I took down a half dozen larch trees today and when I finished, this older guy pulled up to talk to me. He was wondering what I was going to do with the logs. I told him that the homeowner wanted to keep them and I asked him why he wanted to know. He told me that he was planning on building a deck and wanted to use larch lumber because it hold up under outdoor weather conditions even better than pressure treated lumber. This was the first time I had ever heard of this. Can someone tell me whether this is a proven fact or not? Thanks.


----------



## treehead (Apr 20, 2006)

I own a wod flooring company and we used larch a few times, what I was told is that it was recovered from being under water so I gather it will last a long time, also, the grain in it seems less likely to splinter, very nice looking wood depending on how it is cut and how clear it is
Ryan


----------



## smokechase II (Apr 20, 2006)

*larch versus tamarack*

I don't know that larch is better than pressure treated.
But it should do very well. Just a couple weeks back I posted a short synopsis of fire killed trees and their documented rot after five years.
Larch did the best.


----------



## yooper (Apr 21, 2006)

is a larch and a tamarack both the same tree? thats what i always thought. although maybe i am wrong. most of the old farm stead fence posts from many yrs ago where i live are tamarack and they are still stuck into the ground with the barb laying on the ground. granted the barb wire fell off because of some rot i am sure, but these posts are on farms that haven't run for for well over 50 yrs if not more. if they are one and the same i am a firm believer in tamarack not rotting.


----------



## geofore (Apr 22, 2006)

*Yooper*

One in the same tree. The wood is about the same weight as walnut. It's heavy for a pine.


----------



## smokechase II (Apr 22, 2006)

*larch versus pine*

I was being ornery with the larch versus tamarack title. Larch is mostly a West Coast name. Tamarack is the common name in the Mid-West. Same tree genus.

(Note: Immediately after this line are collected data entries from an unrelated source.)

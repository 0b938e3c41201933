//! Error types for the radio engine

/// Result type alias for radio operations
pub type Result<T> = std::result::Result<T, Error>;

/// Errors that can occur while scheduling or playing the radio
#[derive(Debug, thiserror::Error)]
pub enum Error {
    /// Invalid configuration (empty catalog, bad epoch, etc.)
    #[error("Configuration error: {0}")]
    Config(String),

    /// The time-to-track walk did not land on a track
    #[error(
        "Schedule miss: iteration {iteration}, {time_into_iteration}s into a {total_duration}s pass"
    )]
    ScheduleMiss {
        iteration: u64,
        time_into_iteration: f64,
        total_duration: f64,
    },

    /// Track cache failure (download, disk)
    #[error("Cache error: {0}")]
    Cache(#[from] pmocache::Error),

    /// Local I/O failure
    #[error("IO error: {0}")]
    Io(#[from] std::io::Error),

    /// HTTP client construction or request failure
    #[error("HTTP error: {0}")]
    Http(#[from] reqwest::Error),

    /// Catalog document parsing failure
    #[error("JSON parsing error: {0}")]
    Json(#[from] serde_json::Error),

    /// Live relay process failure
    #[error("Relay error: {0}")]
    Relay(String),

    /// Track could not be made available for playback
    #[error("Track unavailable: {0}")]
    TrackUnavailable(String),
}

impl Error {
    /// Whether the error is expected to clear up on its own
    ///
    /// Configuration errors persist until the catalog or the settings change.
    pub fn is_retryable(&self) -> bool {
        !matches!(self, Error::Config(_))
    }
}

#[cfg(test)]
mod tests {
    use super::*;

    #[test]
    fn test_only_configuration_errors_are_permanent() {
        assert!(!Error::Config("empty catalog".into()).is_retryable());
        assert!(Error::TrackUnavailable("abc".into()).is_retryable());
        assert!(Error::Relay("exited".into()).is_retryable());
        assert!(Error::ScheduleMiss {
            iteration: 3,
            time_into_iteration: 150.0,
            total_duration: 150.0,
        }
        .is_retryable());
    }
}
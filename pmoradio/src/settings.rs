//! Réglages du moteur radio
//!
//! Ces structures sont indépendantes de `pmoconfig` : elles sont remplies
//! par [`crate::RadioConfigExt`] en production et construites directement
//! dans les tests.

use chrono::{DateTime, TimeZone, Utc};
use pmocache::RetryPolicy;
use std::path::PathBuf;
use std::time::Duration;

/// Début de la timeline de diffusion (2025-07-11 09:00 UTC)
pub fn default_epoch() -> DateTime<Utc> {
    Utc.with_ymd_and_hms(2025, 7, 11, 9, 0, 0)
        .single()
        .unwrap_or_default()
}

/// Débit par défaut (128 kbit/s)
pub const DEFAULT_BYTE_RATE: u64 = 16_000;

#[derive(Debug, Clone)]
pub struct RadioSettings {
    pub epoch: DateTime<Utc>,
    pub catalog: CatalogSettings,
    pub cache: CacheSettings,
    pub live: LiveSettings,
    pub stream: StreamSettings,
}

impl Default for RadioSettings {
    fn default() -> Self {
        Self {
            epoch: default_epoch(),
            catalog: CatalogSettings::default(),
            cache: CacheSettings::default(),
            live: LiveSettings::default(),
            stream: StreamSettings::default(),
        }
    }
}

#[derive(Debug, Clone)]
pub struct CatalogSettings {
    pub path: PathBuf,
    /// Utilisé quand un enregistrement ne précise pas son débit
    pub default_byte_rate: u64,
}

impl Default for CatalogSettings {
    fn default() -> Self {
        Self {
            path: PathBuf::from("videos.json"),
            default_byte_rate: DEFAULT_BYTE_RATE,
        }
    }
}

#[derive(Debug, Clone)]
pub struct CacheSettings {
    pub directory: PathBuf,
    pub retry: RetryPolicy,
    /// 1 = piste suivante, 2 = les deux suivantes
    pub prefetch_depth: usize,
    pub blob_base_url: String,
    pub extension: String,
    pub storage_class: String,
    pub blob_timeout: Duration,
}

impl Default for CacheSettings {
    fn default() -> Self {
        Self {
            directory: PathBuf::from("temp"),
            retry: RetryPolicy::default(),
            prefetch_depth: 1,
            blob_base_url: String::new(),
            extension: "mp3".to_string(),
            storage_class: "STANDARD".to_string(),
            blob_timeout: Duration::from_secs(300),
        }
    }
}

#[derive(Debug, Clone)]
pub struct LiveSettings {
    /// Sans URL, le direct n'est jamais détecté
    pub status_url: Option<String>,
    pub poll_interval: Duration,
    pub timeout: Duration,
    pub relay_program: String,
    /// Arguments du relais ; `{url}` est remplacé par l'URL de la source
    pub relay_args: Vec<String>,
}

impl Default for LiveSettings {
    fn default() -> Self {
        Self {
            status_url: None,
            poll_interval: Duration::from_secs(5),
            timeout: Duration::from_secs(2),
            relay_program: "ffmpeg".to_string(),
            relay_args: crate::relay::default_ffmpeg_args(),
        }
    }
}

#[derive(Debug, Clone)]
pub struct StreamSettings {
    pub chunk_size: usize,
    /// Nombre de chunks émis sans temporisation au démarrage
    pub preroll_chunks: usize,
    pub resolve_interval: Duration,
    pub client_queue: usize,
    pub backlog_chunks: usize,
    /// Envois consécutifs sur file pleine avant déconnexion
    pub max_strikes: u32,
    pub client_idle_timeout: Duration,
    pub redirect_url: String,
}

impl Default for StreamSettings {
    fn default() -> Self {
        Self {
            chunk_size: 1024,
            preroll_chunks: 64,
            resolve_interval: Duration::from_secs(2),
            client_queue: 256,
            backlog_chunks: 32,
            max_strikes: 64,
            client_idle_timeout: Duration::from_secs(20),
            redirect_url: "http://www.monotonic.studio/live".to_string(),
        }
    }
}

However; in the larch versus pine I do need to correctly state that larch and pine are from two different genus. Larix and Pinus.

Pine wood is nowhere near as durable with the exception of 'heart' pine (Longleaf dead that has wood cells that have filled full of pitch).

Larch has a characteristic where is splits vertically easily. Made great fence rails and shakes for roofing.

Interestingly, it is a preferred tree to leave in thinning stands throughout the Western US because the trees needles do not want to burn as readily as most of the other species around it. Cut out the Pine and Fir that want to burn and leave a decent full break. Not a guarantee, but a good idea.


----------



## geofore (Apr 23, 2006)

*Okay*

I stand corrected. Now this guy is from New York. So the difference between Eastern Larch and Western Larch is?


----------